Quote from: Jess42 on April 30, 2014, 08:09:41 AM
I wold have to say with that little tidbit of information, you are right. I would definately still ask him and then confront him as to why, especially if ya'll have been friends for a while. Might even get him aking the question about himself and change feelings because all that stuff may be on a more subconscious level and may even make things better for his own child.

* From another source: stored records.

pub mod entity;
pub mod error;
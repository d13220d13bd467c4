use domain::common::error::DomainError;
use domain::policy::engine::{PolicyMapDiff, PolicyMapState};
use domain::policy::entity::{PolicyEntryDump, PolicyRule};
use domain::policy::ordering::sort_dump_by_key;
use domain::policy::render::render_dump_line;
use ebpf_common::policy::PolicyKey;
use ports::secondary::policy_map_port::PolicyMapPort;

/// Outcome of one reconcile pass against the kernel map.
#[derive(Debug, Clone, Copy, Default, PartialEq, Eq)]
pub struct SyncStats {
    pub updated: usize,
    pub deleted: usize,
}

/// Application-level policy map service.
///
/// Owns the desired map state and pushes it to the kernel map through the
/// port. Every mutation is followed by a diff-based sync; sync failures on
/// mutation are logged and retried by the next `sync`.
pub struct PolicyMapAppService {
    state: PolicyMapState,
    map_port: Option<Box<dyn PolicyMapPort + Send>>,
}

impl PolicyMapAppService {
    pub fn new(state: PolicyMapState, map_port: Option<Box<dyn PolicyMapPort + Send>>) -> Self {
        Self { state, map_port }
    }

    /// Wire the kernel map once the eBPF programs are loaded.
    pub fn set_map_port(&mut self, port: Box<dyn PolicyMapPort + Send>) {
        self.map_port = Some(port);
    }

    pub fn state(&self) -> &PolicyMapState {
        &self.state
    }

    pub fn entry_count(&self) -> usize {
        self.state.len()
    }

    pub fn allow(
        &mut self,
        key: PolicyKey,
        auth_type: u8,
        proxy_port: u16,
    ) -> Result<(), DomainError> {
        self.state.allow(key, auth_type, proxy_port)?;
        tracing::debug!(
            identity = key.identity,
            prefixlen = key.prefixlen,
            auth_type,
            proxy_port,
            "policy allow entry added"
        );
        self.sync_ebpf_map();
        Ok(())
    }

    pub fn deny(&mut self, key: PolicyKey) -> Result<(), DomainError> {
        self.state.deny(key)?;
        tracing::debug!(
            identity = key.identity,
            prefixlen = key.prefixlen,
            "policy deny entry added"
        );
        self.sync_ebpf_map();
        Ok(())
    }

    pub fn remove(&mut self, key: &PolicyKey) -> Result<(), DomainError> {
        self.state.remove(key)?;
        tracing::debug!(
            identity = key.identity,
            prefixlen = key.prefixlen,
            "policy entry removed"
        );
        self.sync_ebpf_map();
        Ok(())
    }

    /// Replace the desired state from rules. On error the previous state and
    /// the kernel map are left untouched.
    pub fn reload_rules(&mut self, rules: &[PolicyRule]) -> Result<(), DomainError> {
        self.state.reload(rules)?;
        tracing::info!(
            rules = rules.len(),
            entries = self.state.len(),
            "policy map rules reloaded"
        );
        self.sync_ebpf_map();
        Ok(())
    }

    /// Pending changes between the desired state and the kernel map.
    pub fn pending_diff(&self) -> Result<PolicyMapDiff, DomainError> {
        let Some(ref map) = self.map_port else {
            return Ok(PolicyMapDiff::default());
        };
        Ok(self.state.diff(&map.dump()?))
    }

    /// Reconcile the kernel map with the desired state.
    ///
    /// Writes go in before stale keys are removed, so traffic covered by a
    /// surviving entry never falls through to a less specific one.
    pub fn sync(&mut self) -> Result<SyncStats, DomainError> {
        let Some(ref mut map) = self.map_port else {
            return Ok(SyncStats::default());
        };

        let diff = self.state.diff(&map.dump()?);
        if diff.is_empty() {
            return Ok(SyncStats::default());
        }

        for pair in &diff.to_update {
            map.update(&pair.key, &pair.entry)?;
        }
        for key in &diff.to_delete {
            map.delete(key)?;
        }

        let stats = SyncStats {
            updated: diff.to_update.len(),
            deleted: diff.to_delete.len(),
        };
        tracing::info!(
            updated = stats.updated,
            deleted = stats.deleted,
            "policy map synchronised"
        );
        Ok(stats)
    }

    /// Map contents in presentation order. Reads the kernel map when one is
    /// wired, the desired state otherwise. Both sources sort the same way.
    pub fn dump_sorted(&self) -> Result<Vec<PolicyEntryDump>, DomainError> {
        let mut dump = match self.map_port {
            Some(ref map) => map.dump()?,
            None => self.state.to_dump(),
        };
        sort_dump_by_key(&mut dump);
        Ok(dump)
    }

    pub fn render_dump(&self) -> Result<Vec<String>, DomainError> {
        Ok(self.dump_sorted()?.iter().map(render_dump_line).collect())
    }

    fn sync_ebpf_map(&mut self) {
        if let Err(e) = self.sync() {
            tracing::warn!("failed to sync policy map: {e}");
        }
    }
}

I'm really worried about the child. Last night his father grabbed him by the throat over some argument they were having non trans related, and as a result he moved out today while his father is gone for his cancer appt' in Gainesville 2 hours away. I'm in contact with him via internet on this site (I turned him on to Susan's as soon as he told me about himself). He's at his SO's so he's safe for now. His mother knows about him being trans and is very supportive. She's trying to get bus or train tickets for him to get to her place in Savannah Ga. I told him I live by two rules: No one has a right to put their hands on you, and, friendships don't come with strings attached. He's just a kid and does everything he can to help his father out which, it's a mini farm complete with pigs cows goats chickens turkeys, 5 dogs, and in general a lot of work to keep up. Father or not he had no right to grab him by the throat. He's supposed to call me here in a little bit. I hope he's got good news.
I thank you very much for your concerns. But right now my problem with the father can wait. If that is, I still even call him a friend after this. Right now I'm more worried about the kid.